Assignment 10: Interfaces

The goal of this assignment is to practice writing classes to implement an interface. There are two parts. You may be able to finish part 1 during the lab block.

As usual, make a new directory for this project and cd into it.

1. Revising the Set class

In the Set class you wrote for the previous assignment, you had choice--you could implement it using a character array or using a String. All of you chose to use a character array. To demonstrate that either would work, you will now re-implement set using a String instead. Do the following:

Hints: The String methods length(), charAt(int), and indexOf(String s). The last of these will tell you the location of the first occurrence of s in the receiver string, or -1 if it doesn't occur at all.

2. Shapes

Copy the files Shape.java and ShapeDriver.java from the class public directory to your directory for this assignment, and look at them in Xemacs.

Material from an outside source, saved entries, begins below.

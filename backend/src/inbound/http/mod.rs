//! HTTP inbound adapter: accounts, dashboard, subscriptions and health checks.

pub mod accounts;
pub mod dashboard;
pub mod error;
pub mod forms;
pub mod health;
pub mod redirect;
pub mod session;
pub mod session_config;
pub mod state;
pub mod subscriptions;
#[cfg(test)]
pub mod test_utils;
pub mod validation;

pub use crate::domain::ApiResult;

use actix_web::web;

/// Register the session-backed site routes.
///
/// Probes are left out; they must answer without a session cookie.
///
/// ```text
/// GET  /                                  GET  /login    POST /login
/// GET  /user/{username}                   GET  /register POST /register
/// POST /user/{username}                   GET  /logout
/// GET  /subscription/{id}/condition
/// POST /subscription/{id}/change_attr/{attr}
/// POST /subscription/{id}/delete
/// ```
pub fn configure(cfg: &mut web::ServiceConfig) {
    cfg.service(dashboard::index)
        .service(accounts::login_page)
        .service(accounts::login)
        .service(accounts::register_page)
        .service(accounts::register)
        .service(accounts::logout)
        .service(dashboard::dashboard)
        .service(dashboard::dashboard_action)
        .service(subscriptions::condition)
        .service(subscriptions::change_attr)
        .service(subscriptions::delete);
}
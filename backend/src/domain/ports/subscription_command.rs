//! Driving port for subscription mutations.
//!
//! Every operation takes the acting user so the implementation can enforce
//! ownership; touching someone else's subscription is `unauthorized`.

use async_trait::async_trait;

use crate::domain::{
    CityName, Error, Period, ReportField, ReportFlags, Subscription, SubscriptionId, UserId,
};

/// Input for [`SubscriptionCommand::create`].
#[derive(Debug, Clone, PartialEq)]
pub struct CreateSubscriptionRequest {
    pub user_id: UserId,
    pub city: CityName,
    /// Falls back to the default period when absent.
    pub period: Option<Period>,
    pub flags: ReportFlags,
}

#[cfg_attr(test, mockall::automock)]
#[async_trait]
pub trait SubscriptionCommand: Send + Sync {
    /// Subscribe a user to a city, geocoding it on first use.
    ///
    /// # Errors
    ///
    /// - `invalid_request` when the city is unknown or the user already holds
    ///   the maximum number of subscriptions.
    /// - `conflict` when the user already subscribes to the city.
    /// - `service_unavailable` when geocoding fails.
    async fn create(&self, request: CreateSubscriptionRequest) -> Result<Subscription, Error>;

    /// Flip one boolean attribute.
    async fn toggle(
        &self,
        user_id: &UserId,
        id: &SubscriptionId,
        field: ReportField,
    ) -> Result<Subscription, Error>;

    async fn change_period(
        &self,
        user_id: &UserId,
        id: &SubscriptionId,
        period: Period,
    ) -> Result<Subscription, Error>;

    async fn delete(&self, user_id: &UserId, id: &SubscriptionId) -> Result<(), Error>;
}
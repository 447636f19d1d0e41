//! Shared fixtures for domain service tests.

use std::sync::Arc;

use chrono::{DateTime, Local, TimeZone, Utc};
use mockable::Clock;

use crate::domain::{
    City, CityId, CityName, Coordinates, EmailAddress, Period, Recipient, ReportFlags,
    Subscription, UserId, Username,
};

pub(crate) fn at(day: u32, hour: u32, minute: u32) -> DateTime<Utc> {
    Utc.with_ymd_and_hms(2024, 5, day, hour, minute, 0)
        .single()
        .expect("valid fixture timestamp")
}

struct FixtureClock {
    utc_now: DateTime<Utc>,
}

impl Clock for FixtureClock {
    fn local(&self) -> DateTime<Local> {
        self.utc_now.with_timezone(&Local)
    }

    fn utc(&self) -> DateTime<Utc> {
        self.utc_now
    }
}

pub(crate) fn clock_at(utc_now: DateTime<Utc>) -> Arc<dyn Clock> {
    Arc::new(FixtureClock { utc_now })
}

pub(crate) fn city(name: &str) -> City {
    City {
        id: CityId::random(),
        name: CityName::new(name).expect("valid city name"),
        coordinates: Coordinates::new(50.45, 30.52).expect("valid coordinates"),
    }
}

pub(crate) fn subscription_for(user_id: UserId, name: &str, now: DateTime<Utc>) -> Subscription {
    Subscription::new(
        user_id,
        city(name),
        Period::default(),
        ReportFlags::default(),
        now,
    )
}

pub(crate) fn recipient() -> Recipient {
    Recipient {
        username: Username::new("ada").expect("valid username"),
        email: EmailAddress::new("ada@example.com").expect("valid email"),
    }
}
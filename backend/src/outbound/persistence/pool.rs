//! Async connection pool for Diesel PostgreSQL connections.
//!
//! Wraps `diesel-async`'s bb8 integration. Checkout respects the configured
//! timeout and every failure surfaces as a [`PoolError`].

use std::time::Duration;

use diesel_async::AsyncPgConnection;
use diesel_async::pooled_connection::AsyncDieselConnectionManager;
use diesel_async::pooled_connection::bb8::{Pool, PooledConnection};

/// Errors that can occur during pool operations.
#[derive(Debug, Clone, PartialEq, Eq, thiserror::Error)]
pub enum PoolError {
    /// Failed to check out a connection from the pool.
    #[error("failed to get connection from pool: {message}")]
    Checkout { message: String },

    /// Failed to build the connection pool.
    #[error("failed to build connection pool: {message}")]
    Build { message: String },
}

impl PoolError {
    pub fn checkout(message: impl Into<String>) -> Self {
        Self::Checkout {
            message: message.into(),
        }
    }

    pub fn build(message: impl Into<String>) -> Self {
        Self::Build {
            message: message.into(),
        }
    }
}

/// Pool sizing and timeouts.
///
/// Defaults: 10 connections, 1 kept idle, 30 second checkout timeout. The
/// background jobs and the HTTP workers share one pool, so size it for both.
#[derive(Debug, Clone)]
pub struct PoolConfig {
    database_url: String,
    max_size: u32,
    min_idle: Option<u32>,
    connection_timeout: Duration,
}

impl PoolConfig {
    pub fn new(database_url: impl Into<String>) -> Self {
        Self {
            database_url: database_url.into(),
            max_size: 10,
            min_idle: Some(1),
            connection_timeout: Duration::from_secs(30),
        }
    }

    pub fn with_max_size(mut self, max_size: u32) -> Self {
        self.max_size = max_size;
        self
    }

    pub fn with_min_idle(mut self, min_idle: Option<u32>) -> Self {
        self.min_idle = min_idle;
        self
    }

    pub fn with_connection_timeout(mut self, timeout: Duration) -> Self {
        self.connection_timeout = timeout;
        self
    }

    pub fn database_url(&self) -> &str {
        &self.database_url
    }
}

/// Async connection pool for PostgreSQL via Diesel.
#[derive(Clone)]
pub struct DbPool {
    inner: Pool<AsyncPgConnection>,
}

impl DbPool {
    /// Build the pool; fails when the URL is invalid or no connection can be made.
    pub async fn new(config: PoolConfig) -> Result<Self, PoolError> {
        let manager = AsyncDieselConnectionManager::<AsyncPgConnection>::new(&config.database_url);

        let pool = Pool::builder()
            .max_size(config.max_size)
            .min_idle(config.min_idle)
            .connection_timeout(config.connection_timeout)
            .build(manager)
            .await
            .map_err(|err| PoolError::build(err.to_string()))?;

        Ok(Self { inner: pool })
    }

    /// Check out a connection within the configured timeout.
    pub async fn get(&self) -> Result<PooledConnection<'_, AsyncPgConnection>, PoolError> {
        self.inner
            .get()
            .await
            .map_err(|err| PoolError::checkout(err.to_string()))
    }
}
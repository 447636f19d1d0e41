//! PostgreSQL-backed `SubscriptionRepository` implementation using Diesel ORM.
//!
//! Subscriptions are always loaded joined with their city. The dispatch query
//! additionally joins the owning user to build the email recipient.

use async_trait::async_trait;
use chrono::{DateTime, Utc};
use diesel::prelude::*;
use diesel_async::scoped_futures::ScopedFutureExt;
use diesel_async::{AsyncConnection, RunQueryDsl};

use crate::domain::ports::{
    ScheduledSubscription, SubscriptionPersistenceError, SubscriptionRepository,
};
use crate::domain::{City, Recipient, Subscription, SubscriptionId, UserId};

use super::error_mapping::{DbFailure, diesel_failure, pool_failure};
use super::models::{CityRow, NewSubscriptionRow, SubscriptionRow, SubscriptionUpdate, UserRow};
use super::pool::DbPool;
use super::schema::{cities, subscriptions, users};

const USER_CITY_CONSTRAINT: &str = "subscriptions_user_city_unique";

/// Diesel-backed implementation of the [`SubscriptionRepository`] port.
#[derive(Clone)]
pub struct DieselSubscriptionRepository {
    pool: DbPool,
}

impl DieselSubscriptionRepository {
    /// Create a new repository with the given connection pool.
    pub fn new(pool: DbPool) -> Self {
        Self { pool }
    }
}

fn map_failure(failure: DbFailure, city: Option<&str>) -> SubscriptionPersistenceError {
    match failure {
        DbFailure::Connection(message) => SubscriptionPersistenceError::connection(message),
        DbFailure::UniqueViolation(constraint)
            if constraint.as_deref().is_none_or(|name| name == USER_CITY_CONSTRAINT) =>
        {
            SubscriptionPersistenceError::duplicate(city.unwrap_or("this city"))
        }
        DbFailure::UniqueViolation(constraint) => SubscriptionPersistenceError::query(format!(
            "unique violation on {}",
            constraint.unwrap_or_default()
        )),
        DbFailure::Query(message) => SubscriptionPersistenceError::query(message),
    }
}

fn map_diesel_error(error: diesel::result::Error) -> SubscriptionPersistenceError {
    map_failure(diesel_failure(error), None)
}

fn map_pool_error(error: super::pool::PoolError) -> SubscriptionPersistenceError {
    map_failure(pool_failure(error), None)
}

fn to_subscription(
    (row, city): (SubscriptionRow, CityRow),
) -> Result<Subscription, SubscriptionPersistenceError> {
    let city = City::try_from(city).map_err(SubscriptionPersistenceError::query)?;
    row.into_subscription(city)
        .map_err(SubscriptionPersistenceError::query)
}

fn to_scheduled(
    (row, city, user): (SubscriptionRow, CityRow, UserRow),
) -> Result<ScheduledSubscription, SubscriptionPersistenceError> {
    let subscription = to_subscription((row, city))?;
    let account = user
        .into_account()
        .map_err(SubscriptionPersistenceError::query)?;
    Ok(ScheduledSubscription {
        subscription,
        recipient: Recipient {
            username: account.user.username,
            email: account.user.email,
        },
    })
}

/// Failure inside the limit-checked insert transaction.
enum InsertError {
    Diesel(diesel::result::Error),
    LimitReached,
}

impl From<diesel::result::Error> for InsertError {
    fn from(error: diesel::result::Error) -> Self {
        Self::Diesel(error)
    }
}

#[async_trait]
impl SubscriptionRepository for DieselSubscriptionRepository {
    async fn insert_within_limit(
        &self,
        subscription: &Subscription,
        limit: usize,
    ) -> Result<(), SubscriptionPersistenceError> {
        let mut conn = self.pool.get().await.map_err(map_pool_error)?;
        let row = NewSubscriptionRow::from(subscription);
        let user_id = *subscription.user_id.as_uuid();
        let max = i64::try_from(limit).unwrap_or(i64::MAX);

        let outcome = conn
            .transaction::<_, InsertError, _>(|conn| {
                async move {
                    // Lock the owner so concurrent inserts for the same user
                    // serialise on the count below.
                    users::table
                        .find(user_id)
                        .select(users::id)
                        .for_update()
                        .first::<uuid::Uuid>(conn)
                        .await?;

                    let held: i64 = subscriptions::table
                        .filter(subscriptions::user_id.eq(user_id))
                        .count()
                        .get_result(conn)
                        .await?;
                    if held >= max {
                        return Err(InsertError::LimitReached);
                    }

                    diesel::insert_into(subscriptions::table)
                        .values(&row)
                        .execute(conn)
                        .await?;
                    Ok(())
                }
                .scope_boxed()
            })
            .await;

        match outcome {
            Ok(()) => Ok(()),
            Err(InsertError::LimitReached) => Err(SubscriptionPersistenceError::limit_reached(limit)),
            Err(InsertError::Diesel(err)) => Err(map_failure(
                diesel_failure(err),
                Some(subscription.city.name.as_ref()),
            )),
        }
    }

    async fn find_by_id(
        &self,
        id: &SubscriptionId,
    ) -> Result<Option<Subscription>, SubscriptionPersistenceError> {
        let mut conn = self.pool.get().await.map_err(map_pool_error)?;
        let row: Option<(SubscriptionRow, CityRow)> = subscriptions::table
            .inner_join(cities::table)
            .filter(subscriptions::id.eq(id.as_uuid()))
            .select((SubscriptionRow::as_select(), CityRow::as_select()))
            .first(&mut conn)
            .await
            .optional()
            .map_err(map_diesel_error)?;
        row.map(to_subscription).transpose()
    }

    async fn list_for_user(
        &self,
        user_id: &UserId,
    ) -> Result<Vec<Subscription>, SubscriptionPersistenceError> {
        let mut conn = self.pool.get().await.map_err(map_pool_error)?;
        let rows: Vec<(SubscriptionRow, CityRow)> = subscriptions::table
            .inner_join(cities::table)
            .filter(subscriptions::user_id.eq(user_id.as_uuid()))
            .order(cities::name.asc())
            .select((SubscriptionRow::as_select(), CityRow::as_select()))
            .load(&mut conn)
            .await
            .map_err(map_diesel_error)?;
        rows.into_iter().map(to_subscription).collect()
    }

    async fn update(&self, subscription: &Subscription) -> Result<(), SubscriptionPersistenceError> {
        let mut conn = self.pool.get().await.map_err(map_pool_error)?;
        let affected = diesel::update(subscriptions::table.find(subscription.id.as_uuid()))
            .set(SubscriptionUpdate::from(subscription))
            .execute(&mut conn)
            .await
            .map_err(map_diesel_error)?;
        if affected == 0 {
            return Err(SubscriptionPersistenceError::query(format!(
                "subscription {} no longer exists",
                subscription.id
            )));
        }
        Ok(())
    }

    async fn delete(&self, id: &SubscriptionId) -> Result<bool, SubscriptionPersistenceError> {
        let mut conn = self.pool.get().await.map_err(map_pool_error)?;
        let affected = diesel::delete(subscriptions::table.find(id.as_uuid()))
            .execute(&mut conn)
            .await
            .map_err(map_diesel_error)?;
        Ok(affected > 0)
    }

    async fn list_active(
        &self,
        due_before: Option<DateTime<Utc>>,
    ) -> Result<Vec<ScheduledSubscription>, SubscriptionPersistenceError> {
        let mut conn = self.pool.get().await.map_err(map_pool_error)?;
        let mut query = subscriptions::table
            .inner_join(cities::table)
            .inner_join(users::table)
            .filter(subscriptions::is_active.eq(true))
            .select((
                SubscriptionRow::as_select(),
                CityRow::as_select(),
                UserRow::as_select(),
            ))
            .order(subscriptions::next_message.asc())
            .into_boxed();
        if let Some(before) = due_before {
            query = query.filter(subscriptions::next_message.lt(before));
        }
        let rows: Vec<(SubscriptionRow, CityRow, UserRow)> =
            query.load(&mut conn).await.map_err(map_diesel_error)?;
        rows.into_iter().map(to_scheduled).collect()
    }
}
//! OpenWeatherMap outbound adapter for the `WeatherSource` port.

mod http_source;

pub use http_source::{OPENWEATHER_DEFAULT_ENDPOINT, OpenWeatherHttpSource};
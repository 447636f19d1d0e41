//! Password hashing adapter.

mod argon2_hasher;

pub use argon2_hasher::Argon2PasswordHasher;
//! Shared helpers for backend integration tests.
//!
//! Integration tests compile as separate crates, so helpers used by more
//! than one suite live here and are pulled in with `mod support;`.

pub mod embedded_postgres;

pub use embedded_postgres::test_database;
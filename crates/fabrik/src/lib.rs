//! Position-only inverse kinematics for open chains (FABRIK).
//!
//! A chain is a sequence of joints joined by rigid bones. The solver drags the
//! last joint (end effector) toward a target with alternating forward and
//! backward reaching sweeps, keeping every bone at its exact length and,
//! optionally, the root pinned in place.
//!
//! Layout
//! - `vector`: point aliases and the segment primitive every update goes through.
//! - `solver`: configuration, errors, the relaxation engine, and both solver
//!   entry points (`solve` runs to completion, `solve_steps` streams snapshots).
//! - `dynamic`: runtime 2D/3D dispatch for data whose dimension is only known
//!   after parsing.
//! - `layout`, `diagnostics`, `rand`: chain builders, inspection helpers, and
//!   seeded random chains for tests and benchmarks.

pub mod api;
pub mod diagnostics;
pub mod dynamic;
pub mod layout;
pub mod rand;
pub mod solver;
pub mod vector;

/// Library version string.
pub const VERSION: &str = env!("CARGO_PKG_VERSION");

pub use solver::{
    solve, solve_in_place, solve_steps, solve_with, Phase, Report, Snapshot, SolveError,
    Solution, SolverCfg, Status, Steps, Update,
};
pub use vector::{Point, Point2, Point3};

/// Common exports for quick imports in callers.
pub mod prelude {
    pub use crate::dynamic::{solve_dyn, solve_steps_dyn, DynChain, DynPoint};
    pub use crate::solver::{
        solve, solve_in_place, solve_steps, solve_with, Report, SolveError, Solution, SolverCfg,
        Status,
    };
    pub use crate::vector::{distance, point_toward_at, Point, Point2, Point3};
}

In this part of the assignment, you will write classes for three types of shapes: Rectangles, right triangles, and isosceles triangles. They all should implement the Shape interface, that is, have methods for computing their area, computing their perimeter, and drawing a picture on the screen.

Write classes Rectangle, RightTriangle and IsoTriangle. Their draw methods should produce something like

**********
**********
**********

*
***
******
*********

     *
    ***
   *****
  *******
 *********
***********

Figuring out how to draw the triangles is the tricky part. You may discuss this with your classmates, but your code must be your own.

The constructors should query the user to get information about the dimensions for the shape.

As you go, update the driver so that it give the user the option to instantiate each shape class.

You also are responsible for documenting Shape.java.

3. Turn in

Create the script file as before (cat, rm, compile, and run)

 > a2ps -P sp (the name of the script file)

(This will print "two up", meaning two pages shown next to each other on one pice of paper. If you use a2ps on a Java file, it will format it nicely like in the handouts I've given in class. The command lpr works similarly except it does no formatting and doesn't print two up by default.)

Then turn in the hard copy by 5:00, Wed, Apr 6.